== Records to process ==
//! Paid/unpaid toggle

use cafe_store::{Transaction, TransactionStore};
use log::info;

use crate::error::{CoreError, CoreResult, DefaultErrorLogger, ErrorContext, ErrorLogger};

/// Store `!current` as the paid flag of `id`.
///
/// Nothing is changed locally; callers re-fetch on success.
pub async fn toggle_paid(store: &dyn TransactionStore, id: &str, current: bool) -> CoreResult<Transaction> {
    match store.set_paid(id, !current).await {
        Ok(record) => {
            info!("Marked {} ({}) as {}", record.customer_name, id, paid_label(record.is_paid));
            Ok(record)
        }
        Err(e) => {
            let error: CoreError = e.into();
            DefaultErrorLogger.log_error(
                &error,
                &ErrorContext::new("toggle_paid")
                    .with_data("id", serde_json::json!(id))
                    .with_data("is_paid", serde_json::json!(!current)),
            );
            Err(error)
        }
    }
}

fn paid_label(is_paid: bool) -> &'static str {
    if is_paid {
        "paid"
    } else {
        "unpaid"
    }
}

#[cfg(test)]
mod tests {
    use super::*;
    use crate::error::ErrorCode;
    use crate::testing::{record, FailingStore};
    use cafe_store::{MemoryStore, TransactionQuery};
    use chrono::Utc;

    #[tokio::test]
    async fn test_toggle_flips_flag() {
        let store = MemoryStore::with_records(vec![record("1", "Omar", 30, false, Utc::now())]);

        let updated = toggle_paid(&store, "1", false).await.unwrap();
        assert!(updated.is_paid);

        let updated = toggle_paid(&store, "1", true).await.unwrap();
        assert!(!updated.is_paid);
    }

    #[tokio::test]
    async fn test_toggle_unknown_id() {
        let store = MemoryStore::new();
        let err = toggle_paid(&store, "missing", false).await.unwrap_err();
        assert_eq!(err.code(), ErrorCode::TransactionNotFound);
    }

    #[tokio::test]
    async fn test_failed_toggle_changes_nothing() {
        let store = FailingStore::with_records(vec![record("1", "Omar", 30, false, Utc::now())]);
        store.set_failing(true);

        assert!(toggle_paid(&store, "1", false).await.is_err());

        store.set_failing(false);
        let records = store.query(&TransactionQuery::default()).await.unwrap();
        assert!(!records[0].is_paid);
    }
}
===
== Records to process ==
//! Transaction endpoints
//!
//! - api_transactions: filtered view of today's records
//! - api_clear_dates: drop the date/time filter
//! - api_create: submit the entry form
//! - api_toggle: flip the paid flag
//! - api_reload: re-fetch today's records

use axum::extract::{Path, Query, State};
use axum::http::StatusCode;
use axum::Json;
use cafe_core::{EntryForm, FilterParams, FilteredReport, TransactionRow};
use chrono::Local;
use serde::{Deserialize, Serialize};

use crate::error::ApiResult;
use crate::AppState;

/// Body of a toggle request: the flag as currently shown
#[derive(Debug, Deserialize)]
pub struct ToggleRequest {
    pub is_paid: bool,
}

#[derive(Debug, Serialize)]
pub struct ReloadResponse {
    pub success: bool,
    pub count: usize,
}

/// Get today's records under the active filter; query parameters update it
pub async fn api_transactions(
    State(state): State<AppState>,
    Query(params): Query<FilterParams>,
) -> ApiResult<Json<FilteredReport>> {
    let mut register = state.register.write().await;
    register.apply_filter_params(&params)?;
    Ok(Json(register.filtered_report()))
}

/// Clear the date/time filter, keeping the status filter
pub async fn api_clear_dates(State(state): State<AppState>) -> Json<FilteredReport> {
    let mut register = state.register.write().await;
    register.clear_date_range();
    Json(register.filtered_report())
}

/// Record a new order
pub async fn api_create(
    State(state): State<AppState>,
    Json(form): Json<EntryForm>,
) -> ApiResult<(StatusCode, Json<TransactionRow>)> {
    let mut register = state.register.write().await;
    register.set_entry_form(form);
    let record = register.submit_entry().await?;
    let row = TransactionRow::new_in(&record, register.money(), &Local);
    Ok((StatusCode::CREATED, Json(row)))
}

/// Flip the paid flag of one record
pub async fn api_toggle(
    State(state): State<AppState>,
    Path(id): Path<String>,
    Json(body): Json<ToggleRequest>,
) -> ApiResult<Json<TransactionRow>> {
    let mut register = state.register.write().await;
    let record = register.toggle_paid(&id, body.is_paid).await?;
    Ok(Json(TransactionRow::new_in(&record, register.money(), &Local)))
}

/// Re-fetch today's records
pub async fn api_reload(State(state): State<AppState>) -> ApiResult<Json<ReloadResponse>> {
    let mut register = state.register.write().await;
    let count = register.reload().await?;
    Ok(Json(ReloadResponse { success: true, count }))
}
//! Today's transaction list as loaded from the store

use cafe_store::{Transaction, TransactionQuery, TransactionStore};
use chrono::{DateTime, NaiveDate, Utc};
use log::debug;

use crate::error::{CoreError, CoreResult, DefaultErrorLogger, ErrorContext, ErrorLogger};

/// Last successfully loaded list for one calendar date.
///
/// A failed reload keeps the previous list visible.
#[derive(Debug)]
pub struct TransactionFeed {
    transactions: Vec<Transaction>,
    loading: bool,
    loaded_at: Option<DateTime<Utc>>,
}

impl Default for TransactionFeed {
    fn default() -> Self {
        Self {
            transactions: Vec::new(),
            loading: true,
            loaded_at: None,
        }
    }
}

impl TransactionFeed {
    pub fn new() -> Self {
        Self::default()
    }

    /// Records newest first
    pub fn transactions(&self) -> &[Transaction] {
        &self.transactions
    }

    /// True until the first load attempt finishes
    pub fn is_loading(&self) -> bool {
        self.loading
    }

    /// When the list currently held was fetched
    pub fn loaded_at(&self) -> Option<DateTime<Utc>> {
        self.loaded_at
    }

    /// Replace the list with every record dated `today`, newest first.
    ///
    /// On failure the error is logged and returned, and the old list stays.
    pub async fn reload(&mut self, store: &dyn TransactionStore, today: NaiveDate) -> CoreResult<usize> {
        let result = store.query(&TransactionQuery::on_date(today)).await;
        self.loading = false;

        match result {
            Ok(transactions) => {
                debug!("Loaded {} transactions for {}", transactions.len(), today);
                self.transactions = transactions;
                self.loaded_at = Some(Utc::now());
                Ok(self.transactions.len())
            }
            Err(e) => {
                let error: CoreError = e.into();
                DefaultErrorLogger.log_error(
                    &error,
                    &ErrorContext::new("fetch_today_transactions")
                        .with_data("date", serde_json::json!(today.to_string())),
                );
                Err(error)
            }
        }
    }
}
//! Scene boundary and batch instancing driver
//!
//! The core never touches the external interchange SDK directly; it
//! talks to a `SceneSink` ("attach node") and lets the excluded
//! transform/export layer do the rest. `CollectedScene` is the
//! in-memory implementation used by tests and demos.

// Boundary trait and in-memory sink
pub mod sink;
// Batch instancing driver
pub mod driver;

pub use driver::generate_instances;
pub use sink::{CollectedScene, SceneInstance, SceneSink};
===
[Task brief]
I'd like the lines above from the one with "use chrono::Local;" up to and including the one with "of one record" copied exactly, with no other lines.

[Response for this exercise]
use chrono::Local;
use serde::{Deserialize, Serialize};

use crate::error::ApiResult;
use crate::AppState;

/// Body of a toggle request: the flag as currently shown
#[derive(Debug, Deserialize)]
pub struct ToggleRequest {
    pub is_paid: bool,
}

#[derive(Debug, Serialize)]
pub struct ReloadResponse {
    pub success: bool,
    pub count: usize,
}

/// Get today's records under the active filter; query parameters update it
pub async fn api_transactions(
    State(state): State<AppState>,
    Query(params): Query<FilterParams>,
) -> ApiResult<Json<FilteredReport>> {
    let mut register = state.register.write().await;
    register.apply_filter_params(&params)?;
    Ok(Json(register.filtered_report()))
}

/// Clear the date/time filter, keeping the status filter
pub async fn api_clear_dates(State(state): State<AppState>) -> Json<FilteredReport> {
    let mut register = state.register.write().await;
    register.clear_date_range();
    Json(register.filtered_report())
}

/// Record a new order
pub async fn api_create(
    State(state): State<AppState>,
    Json(form): Json<EntryForm>,
) -> ApiResult<(StatusCode, Json<TransactionRow>)> {
    let mut register = state.register.write().await;
    register.set_entry_form(form);
    let record = register.submit_entry().await?;
    let row = TransactionRow::new_in(&record, register.money(), &Local);
    Ok((StatusCode::CREATED, Json(row)))
}

/// Flip the paid flag of one record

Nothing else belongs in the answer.